* Work item *
Given the material below, output exactly the lines from the line with "4] - quad[i]).norm())" to the line with "let mut out = Vec::with_capacity(cells", both ends included, and no other lines.

+---+

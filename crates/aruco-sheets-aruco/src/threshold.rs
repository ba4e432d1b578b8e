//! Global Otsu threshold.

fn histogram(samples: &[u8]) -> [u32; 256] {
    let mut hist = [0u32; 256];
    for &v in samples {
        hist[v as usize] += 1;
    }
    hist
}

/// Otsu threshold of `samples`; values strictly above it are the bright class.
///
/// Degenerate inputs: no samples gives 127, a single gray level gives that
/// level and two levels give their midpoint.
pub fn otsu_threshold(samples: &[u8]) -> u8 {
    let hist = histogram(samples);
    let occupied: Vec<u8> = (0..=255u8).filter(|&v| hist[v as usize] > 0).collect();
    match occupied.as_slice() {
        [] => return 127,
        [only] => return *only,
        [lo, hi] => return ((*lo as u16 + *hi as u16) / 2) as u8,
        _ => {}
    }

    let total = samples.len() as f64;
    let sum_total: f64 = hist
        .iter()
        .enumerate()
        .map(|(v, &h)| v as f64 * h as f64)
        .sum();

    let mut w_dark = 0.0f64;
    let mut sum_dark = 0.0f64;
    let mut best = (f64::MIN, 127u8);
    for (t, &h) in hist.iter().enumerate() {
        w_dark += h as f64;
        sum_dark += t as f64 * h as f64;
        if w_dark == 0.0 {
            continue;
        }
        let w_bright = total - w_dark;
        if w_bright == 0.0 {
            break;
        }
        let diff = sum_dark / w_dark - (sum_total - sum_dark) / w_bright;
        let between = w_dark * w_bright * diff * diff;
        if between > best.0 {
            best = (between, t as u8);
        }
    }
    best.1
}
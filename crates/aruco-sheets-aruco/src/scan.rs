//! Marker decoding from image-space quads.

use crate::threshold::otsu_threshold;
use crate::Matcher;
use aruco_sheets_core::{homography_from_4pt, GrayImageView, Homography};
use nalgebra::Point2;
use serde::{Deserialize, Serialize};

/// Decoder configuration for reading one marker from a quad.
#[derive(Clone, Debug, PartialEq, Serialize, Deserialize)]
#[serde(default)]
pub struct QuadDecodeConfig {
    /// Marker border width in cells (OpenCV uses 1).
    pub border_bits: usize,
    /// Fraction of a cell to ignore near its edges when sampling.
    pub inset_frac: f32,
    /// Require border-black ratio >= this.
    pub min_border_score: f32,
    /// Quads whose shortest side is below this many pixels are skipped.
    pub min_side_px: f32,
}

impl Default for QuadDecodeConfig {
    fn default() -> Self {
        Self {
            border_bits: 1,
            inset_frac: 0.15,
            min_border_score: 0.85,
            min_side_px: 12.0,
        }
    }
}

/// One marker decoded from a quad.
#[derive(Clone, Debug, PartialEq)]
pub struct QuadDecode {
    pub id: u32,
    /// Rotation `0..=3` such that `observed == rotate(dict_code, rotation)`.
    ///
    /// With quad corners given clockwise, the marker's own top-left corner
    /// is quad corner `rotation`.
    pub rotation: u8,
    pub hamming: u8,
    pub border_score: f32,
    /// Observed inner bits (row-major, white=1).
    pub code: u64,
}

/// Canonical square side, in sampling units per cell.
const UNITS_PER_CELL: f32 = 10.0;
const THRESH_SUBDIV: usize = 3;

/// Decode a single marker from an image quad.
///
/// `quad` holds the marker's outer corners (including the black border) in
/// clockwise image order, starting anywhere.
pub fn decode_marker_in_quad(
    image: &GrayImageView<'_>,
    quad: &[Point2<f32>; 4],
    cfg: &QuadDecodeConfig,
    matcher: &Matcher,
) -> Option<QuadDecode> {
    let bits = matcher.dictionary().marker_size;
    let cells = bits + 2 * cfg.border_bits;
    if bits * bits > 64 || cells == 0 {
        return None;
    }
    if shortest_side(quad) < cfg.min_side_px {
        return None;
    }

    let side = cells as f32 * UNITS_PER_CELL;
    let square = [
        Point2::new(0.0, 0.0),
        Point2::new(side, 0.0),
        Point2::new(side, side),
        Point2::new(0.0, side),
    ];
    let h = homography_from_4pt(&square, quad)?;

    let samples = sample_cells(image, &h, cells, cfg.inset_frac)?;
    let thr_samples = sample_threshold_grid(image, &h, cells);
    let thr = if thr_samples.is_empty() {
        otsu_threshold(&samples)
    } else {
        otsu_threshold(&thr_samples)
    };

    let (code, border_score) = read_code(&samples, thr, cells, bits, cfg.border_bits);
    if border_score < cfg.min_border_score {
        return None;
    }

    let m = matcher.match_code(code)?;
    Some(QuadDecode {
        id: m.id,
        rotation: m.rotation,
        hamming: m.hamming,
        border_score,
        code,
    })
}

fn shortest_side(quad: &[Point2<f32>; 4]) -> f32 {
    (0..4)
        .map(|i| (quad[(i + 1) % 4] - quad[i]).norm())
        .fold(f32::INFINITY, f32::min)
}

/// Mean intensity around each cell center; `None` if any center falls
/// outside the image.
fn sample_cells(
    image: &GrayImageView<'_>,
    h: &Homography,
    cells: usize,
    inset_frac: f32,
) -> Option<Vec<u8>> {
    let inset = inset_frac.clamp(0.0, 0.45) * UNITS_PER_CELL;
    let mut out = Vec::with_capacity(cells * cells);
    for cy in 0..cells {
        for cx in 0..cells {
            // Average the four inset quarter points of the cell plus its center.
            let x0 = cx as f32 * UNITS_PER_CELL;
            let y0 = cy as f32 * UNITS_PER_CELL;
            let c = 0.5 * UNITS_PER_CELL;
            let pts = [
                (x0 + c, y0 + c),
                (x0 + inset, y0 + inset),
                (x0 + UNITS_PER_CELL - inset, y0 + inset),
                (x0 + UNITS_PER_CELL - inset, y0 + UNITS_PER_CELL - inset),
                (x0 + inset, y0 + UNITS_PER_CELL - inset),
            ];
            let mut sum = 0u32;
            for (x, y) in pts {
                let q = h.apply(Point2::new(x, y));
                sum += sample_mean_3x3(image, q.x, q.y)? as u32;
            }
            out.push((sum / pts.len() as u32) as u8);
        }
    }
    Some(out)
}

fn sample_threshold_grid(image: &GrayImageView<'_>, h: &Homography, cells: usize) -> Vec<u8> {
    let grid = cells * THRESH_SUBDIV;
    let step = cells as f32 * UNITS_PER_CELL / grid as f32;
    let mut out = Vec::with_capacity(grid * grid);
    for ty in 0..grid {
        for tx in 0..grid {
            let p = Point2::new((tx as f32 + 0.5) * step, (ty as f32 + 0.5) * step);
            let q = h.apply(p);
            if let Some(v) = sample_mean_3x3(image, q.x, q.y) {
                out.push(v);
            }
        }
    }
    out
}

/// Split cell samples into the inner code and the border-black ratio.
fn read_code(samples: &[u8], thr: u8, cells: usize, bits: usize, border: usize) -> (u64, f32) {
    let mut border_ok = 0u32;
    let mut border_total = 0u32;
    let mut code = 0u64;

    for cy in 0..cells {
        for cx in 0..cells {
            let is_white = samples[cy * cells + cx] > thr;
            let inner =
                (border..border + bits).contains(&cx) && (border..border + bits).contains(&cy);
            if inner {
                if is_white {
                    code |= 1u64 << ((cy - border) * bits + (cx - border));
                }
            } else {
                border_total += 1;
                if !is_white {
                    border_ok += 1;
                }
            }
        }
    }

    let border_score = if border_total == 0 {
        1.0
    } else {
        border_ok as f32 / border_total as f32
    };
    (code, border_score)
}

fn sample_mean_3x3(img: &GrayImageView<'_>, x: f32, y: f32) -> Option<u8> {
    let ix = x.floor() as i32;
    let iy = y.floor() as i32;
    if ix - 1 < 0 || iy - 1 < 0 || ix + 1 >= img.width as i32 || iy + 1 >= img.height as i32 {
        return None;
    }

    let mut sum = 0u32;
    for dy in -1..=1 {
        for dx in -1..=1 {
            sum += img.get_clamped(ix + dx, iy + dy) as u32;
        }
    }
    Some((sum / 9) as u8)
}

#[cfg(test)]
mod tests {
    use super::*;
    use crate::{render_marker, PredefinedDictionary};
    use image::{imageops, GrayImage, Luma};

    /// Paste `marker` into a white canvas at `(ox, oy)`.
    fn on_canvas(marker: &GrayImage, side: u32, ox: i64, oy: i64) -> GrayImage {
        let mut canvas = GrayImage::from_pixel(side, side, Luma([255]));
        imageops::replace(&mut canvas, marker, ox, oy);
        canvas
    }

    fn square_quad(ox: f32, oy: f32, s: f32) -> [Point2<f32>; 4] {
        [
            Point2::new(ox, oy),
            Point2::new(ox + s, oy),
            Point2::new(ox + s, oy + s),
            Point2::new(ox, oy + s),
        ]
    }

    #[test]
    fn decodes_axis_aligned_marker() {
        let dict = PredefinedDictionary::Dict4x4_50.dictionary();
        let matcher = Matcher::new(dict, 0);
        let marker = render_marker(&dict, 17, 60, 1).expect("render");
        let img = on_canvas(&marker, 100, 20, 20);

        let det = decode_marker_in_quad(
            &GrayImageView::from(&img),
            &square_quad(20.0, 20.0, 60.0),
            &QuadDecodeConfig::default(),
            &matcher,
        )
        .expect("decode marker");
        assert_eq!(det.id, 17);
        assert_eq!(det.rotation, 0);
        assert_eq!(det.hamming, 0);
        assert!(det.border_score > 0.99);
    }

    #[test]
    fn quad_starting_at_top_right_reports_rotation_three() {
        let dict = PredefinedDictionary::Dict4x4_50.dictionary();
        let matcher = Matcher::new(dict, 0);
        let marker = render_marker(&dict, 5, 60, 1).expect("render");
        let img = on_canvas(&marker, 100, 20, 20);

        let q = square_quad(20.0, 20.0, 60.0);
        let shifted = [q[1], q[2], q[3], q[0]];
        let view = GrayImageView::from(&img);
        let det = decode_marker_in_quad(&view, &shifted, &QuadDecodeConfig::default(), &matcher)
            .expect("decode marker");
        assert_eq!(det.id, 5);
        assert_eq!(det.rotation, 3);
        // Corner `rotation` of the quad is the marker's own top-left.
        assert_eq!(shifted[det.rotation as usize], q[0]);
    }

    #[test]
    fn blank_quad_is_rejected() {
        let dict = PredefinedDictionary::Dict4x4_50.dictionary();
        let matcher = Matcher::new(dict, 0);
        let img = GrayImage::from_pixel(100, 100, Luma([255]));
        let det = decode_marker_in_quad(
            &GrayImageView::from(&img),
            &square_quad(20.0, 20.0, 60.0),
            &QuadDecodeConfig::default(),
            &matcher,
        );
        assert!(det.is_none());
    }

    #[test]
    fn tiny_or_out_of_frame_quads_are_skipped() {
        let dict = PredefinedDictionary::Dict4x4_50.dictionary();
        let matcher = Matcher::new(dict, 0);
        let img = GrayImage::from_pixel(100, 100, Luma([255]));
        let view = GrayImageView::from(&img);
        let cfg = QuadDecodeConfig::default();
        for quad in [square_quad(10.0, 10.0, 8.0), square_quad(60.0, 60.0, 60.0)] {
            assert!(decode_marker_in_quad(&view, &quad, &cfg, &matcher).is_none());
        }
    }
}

+---+

* Exercise answer *
        .map(|i| (quad[(i + 1) % 4] - quad[i]).norm())
        .fold(f32::INFINITY, f32::min)
}

/// Mean intensity around each cell center; `None` if any center falls
/// outside the image.
fn sample_cells(
    image: &GrayImageView<'_>,
    h: &Homography,
    cells: usize,
    inset_frac: f32,
) -> Option<Vec<u8>> {
    let inset = inset_frac.clamp(0.0, 0.45) * UNITS_PER_CELL;
    let mut out = Vec::with_capacity(cells * cells);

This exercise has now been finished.